1. Rechtliche Rahmenbedingungen:
Durch mehrere COVID-19 Gesetzespakete wurden weitreichende legistische Maßnahmen gesetzt, um den wirtschaftlichen Auswirkungen der Corona Pandemie entgegenzusteuern und die negativen Folgen für Unternehmen und Privatpersonen abzumildern. Generell lag der Zweck dieser Regelungen in der Erhaltung der Zahlungsfähigkeit von Unternehmen und Privatpersonen; ein breites Instrumentarium zur finanziellen Unterstützung diente diesem Ziel (KMU-Fördergesetz, Härtefallfondsgesetz, Corona-Kurzarbeit etc).

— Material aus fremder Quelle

//! Application assembly.

use crate::{seed, telemetry};
use axum::Router;
use cachet_cache::{BackingStore, CacheEngine, MemoryStore, RedisStore, WarmUpCoordinator};
use cachet_config::{AppConfig, RedisConfig};
use cachet_core::CachetResult;
use cachet_rest::{create_router, AppState};
use std::sync::Arc;
use tracing::{info, warn};

/// Picks the backing store: Redis when enabled, otherwise the in-process
/// store.
pub fn create_store(config: &RedisConfig) -> CachetResult<Arc<dyn BackingStore>> {
    if config.enabled {
        Ok(Arc::new(RedisStore::from_config(config)?))
    } else {
        warn!("Redis disabled, using the in-process store; entries are lost on restart");
        Ok(Arc::new(MemoryStore::new()))
    }
}

/// The assembled server components.
pub struct App {
    pub engine: Arc<CacheEngine>,
    pub warmup: Arc<WarmUpCoordinator>,
    pub router: Router,
}

impl App {
    /// Builds the application from configuration.
    pub fn build(config: &AppConfig) -> CachetResult<Self> {
        Ok(Self::with_store(config, create_store(&config.redis)?))
    }

    /// Builds the application over an existing store.
    pub fn with_store(config: &AppConfig, store: Arc<dyn BackingStore>) -> Self {
        let engine = Arc::new(CacheEngine::new(store, &config.cache));

        let warmup = seed::build_routines(&config.warmup)
            .into_iter()
            .fold(WarmUpCoordinator::new(engine.clone()), WarmUpCoordinator::with_routine);
        let warmup = Arc::new(warmup);
        info!(routines = ?warmup.routine_names(), "Warm-up routines registered");

        let state = AppState::new(engine.clone(), warmup.clone());
        let mut router = create_router(state, &config.server);
        if config.observability.metrics_enabled {
            router = router.merge(telemetry::metrics_router(&config.observability.metrics_path));
        }

        Self {
            engine,
            warmup,
            router,
        }
    }

    /// Runs warm-up in the background when enabled.
    pub fn spawn_warm_up(&self, config: &AppConfig) {
        if !config.warmup.enabled {
            info!("Cache warm-up disabled");
            return;
        }

        let warmup = self.warmup.clone();
        tokio::spawn(async move {
            warmup.warm_up().await;
        });
    }
}

#[cfg(test)]
mod tests {
    use super::*;
    use axum::{
        body::Body,
        http::{Request, StatusCode},
    };
    use cachet_cache::SetOptions;
    use std::fs;
    use tempfile::TempDir;
    use tower::ServiceExt;

    fn local_config() -> AppConfig {
        let mut config = AppConfig::default();
        config.redis.enabled = false;
        config
    }

    #[test]
    fn test_disabled_redis_uses_memory_store() {
        assert!(create_store(&local_config().redis).is_ok());
    }

    #[test]
    fn test_bad_redis_url_fails() {
        let config = RedisConfig {
            url: "not a url".to_string(),
            ..Default::default()
        };
        assert!(create_store(&config).is_err());
    }

    #[tokio::test]
    async fn test_router_is_wired_to_engine() {
        let app = App::build(&local_config()).unwrap();
        app.engine.set("a", &1u32, SetOptions::new()).await;

        let response = app
            .router
            .oneshot(
                Request::builder()
                    .uri("/api/v1/cache/keys/a/exists")
                    .body(Body::empty())
                    .unwrap(),
            )
            .await
            .unwrap();
        assert_eq!(response.status(), StatusCode::OK);
    }

    #[tokio::test]
    async fn test_seed_files_are_warmed() {
        let dir = TempDir::new().unwrap();
        fs::write(
            dir.path().join("device_categories.json"),
            r#"{"device:categories:all": ["wheelchair", "hoist"]}"#,
        )
        .unwrap();

        let mut config = local_config();
        config.warmup.seed_dir = dir.path().to_string_lossy().into_owned();

        let app = App::build(&config).unwrap();
        assert_eq!(
            app.warmup.routine_names(),
            vec!["device_categories", "notification_templates", "pricing_rules"]
        );

        let report = app.warmup.warm_up().await;
        assert_eq!(report.succeeded(), 1);
        assert_eq!(report.failed(), 2);
        assert_eq!(
            app.engine.get::<Vec<String>>("device:categories:all").await,
            Some(vec!["wheelchair".to_string(), "hoist".to_string()])
        );
    }
}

Die meisten Regelungen sind inzwischen ohne weitere Verlängerung ausgelaufen. Neben kleineren Daueränderungen der Insolvenzordnung (§§ 69,78 und 80 IO) enthielten das 1. und 2. COVID-19-JuBG großteils nur befristete Sonderregelungen (BGBl Ⅰ16/2020 und Ⅰ 24/2020 idgF).
Durch das Restrukturierungs- und Insolvenz-Richtline-Umsetzungsgesetz (RIRUG) wurde ein völlig neues Restrukturierungsverfahren geschaffen und weitere Änderungen der IO vorgenommen. (BGBl Ⅰ 147/2021)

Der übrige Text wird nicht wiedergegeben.